If I need to use the word "quota" in both the plural and the singular, what is the correct form?
Is it "several quota" and "one quotum" or "several quotas" and "one quota"?
If I need to use the word "quota" in both the plural and the singular, what is the correct form?
Is it "several quota" and "one quotum" or "several quotas" and "one quota"?
Merriam-Webster's Eleventh Collegiate Dictionary (2003) confirms the derivation that appears in medica's second comment above:
quota n [ML, fr. L quota pars, how great a part] (1618)
The Eleventh Collegiate's entry for quota doesn't include a plural form of the word, but that indicates that the plural form is simply quotas, because Merriam-Webster's typically includes a word's plural form only when that form varies from the standard English form of -s (as in the entries for quality ["n, pl -ties"], quantum ["n, pl quanta"], and sheep ["n, pl sheep"]) or when multiple plural forms are in fairly common use (as in the entries for agendum ["n, pl -da or -dums"] and zero ["n, pl zeros also zeroes"]) or when the plural might be mistakenly rendered as -es instead of -s (as in the entry for solo ["n, pl solos"]).
Bryan Garner, Garner's Modern American Usage (2003) offers this useful general advice on how to deal with plurals of "borrowed words":
Words imported into the English language from other languages—especially Greek, Latin, French, and Italian—present some of the most troublesome aspects of English plurals. Many imported words become thoroughly naturalized; if so, they take an English plural. But if a word of Latin or Greek origin is relatively rare in English—or if the foreign plural became established in English long ago—then it typically takes its foreign plural.

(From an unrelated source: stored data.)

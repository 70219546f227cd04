//! Backend event records and their normalization into `Event`s.
//!
//! Records come from the REST backend either as a bare JSON array or as a
//! paginated envelope. A record with no primary date falls back to its
//! media creation time, then to its own creation time.

use std::fmt;
use std::path::Path;

use serde::Deserialize;
use serde_json::Value;

use crate::error::{EventboardError, EventboardResult};
use crate::event::{Event, EventDate, Media};

/// An event record as the backend sends it.
#[derive(Debug, Clone, Deserialize)]
#[serde(rename_all = "camelCase")]
pub struct RawEvent {
    pub id: RawId,
    #[serde(default)]
    pub title: String,
    pub date: Option<String>,
    pub location: Option<String>,
    pub description: Option<String>,
    pub media: Option<RawMedia>,
    #[serde(alias = "created_at")]
    pub created_at: Option<String>,
}

#[derive(Debug, Clone, Deserialize)]
#[serde(rename_all = "camelCase")]
pub struct RawMedia {
    pub url: Option<String>,
    #[serde(alias = "created_at")]
    pub created_at: Option<String>,
}

/// Backend ids show up as strings or numbers depending on the endpoint.
#[derive(Debug, Clone, PartialEq, Deserialize)]
#[serde(untagged)]
pub enum RawId {
    Text(String),
    Number(serde_json::Number),
}

impl fmt::Display for RawId {
    fn fmt(&self, f: &mut fmt::Formatter<'_>) -> fmt::Result {
        match self {
            RawId::Text(s) => write!(f, "{}", s),
            RawId::Number(n) => write!(f, "{}", n),
        }
    }
}

/// Top-level shapes a feed can take.
#[derive(Deserialize)]
#[serde(untagged)]
enum Envelope {
    List(Vec<Value>),
    Page {
        #[serde(alias = "data")]
        items: Vec<Value>,
    },
}

impl RawEvent {
    /// The date this record should be classified by, following the
    /// fallback chain. Blank strings count as missing.
    pub fn effective_date(&self) -> Option<&str> {
        let media_created = self.media.as_ref().and_then(|m| m.created_at.as_deref());

        [self.date.as_deref(), media_created, self.created_at.as_deref()]
            .into_iter()
            .flatten()
            .map(str::trim)
            .find(|s| !s.is_empty())
    }

    pub fn normalize(&self) -> EventboardResult<Event> {
        let raw_date = self.effective_date().ok_or_else(|| {
            EventboardError::Feed(format!("Event '{}' has no date to classify by", self.id))
        })?;

        Ok(Event {
            id: self.id.to_string(),
            title: self.title.clone(),
            date: EventDate::parse(raw_date)?,
            location: non_blank(&self.location),
            description: non_blank(&self.description),
            media: self.media.as_ref().map(|m| Media {
                url: m.url.clone(),
                created_at: m.created_at.clone(),
            }),
        })
    }
}

fn non_blank(value: &Option<String>) -> Option<String> {
    value
        .as_deref()
        .map(str::trim)
        .filter(|s| !s.is_empty())
        .map(String::from)
}

/// Normalized events from one feed, in feed order.
#[derive(Debug, Clone, Default)]
pub struct Feed {
    pub events: Vec<Event>,
    /// Records that could not be turned into events
    pub skipped: usize,
}

impl Feed {
    pub fn from_json(content: &str) -> EventboardResult<Self> {
        let envelope: Envelope = serde_json::from_str(content).map_err(|e| {
            EventboardError::Serialization(format!(
                "Expected a JSON array of events or an object with \"items\": {e}"
            ))
        })?;

        let records = match envelope {
            Envelope::List(items) | Envelope::Page { items } => items,
        };

        let mut feed = Feed::default();

        for (index, record) in records.into_iter().enumerate() {
            let normalized = serde_json::from_value::<RawEvent>(record)
                .map_err(|e| EventboardError::Feed(e.to_string()))
                .and_then(|raw| raw.normalize());

            match normalized {
                Ok(event) => feed.events.push(event),
                Err(e) => {
                    tracing::warn!(index, "skipping event record: {}", e);
                    feed.skipped += 1;
                }
            }
        }

        tracing::debug!(events = feed.events.len(), skipped = feed.skipped, "loaded feed");

        Ok(feed)
    }

    pub fn load(path: &Path) -> EventboardResult<Self> {
        let content = std::fs::read_to_string(path)?;
        Self::from_json(&content)
    }
}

One reliable guide is this: if in doubt, use the native-English plural ending in -s. That way you'll avoid the mistakes involved in hypercorrection, which is rampant with false foreign plurals (as when people say or write ignorami instead of ignoramuses, thereby betraying something quite ironic). ... Many writers who try to be sophisticated in their use of language make mistakes such as ignorami and octopi—unaware that neither is a Latin noun that, when inflected as a plural, becomes -i. The proper plural of the Greek word octopus is octopodes; the proper English plural is octopuses.
Garner acknowledges the existence of various exceptions (such as crises, criteria, and phenomena) and "extremely close calls" (such as cactuses/cacti and millenniums/millennia). But in the long run, he argues, a grandiose notion of fidelity to the Latin or Greek sources of English borrowed words may serve writers ill:
It's pedantic and prissy to say that politicians attend fora, enter auditoria, ascend rostra, and speak in favor of referenda.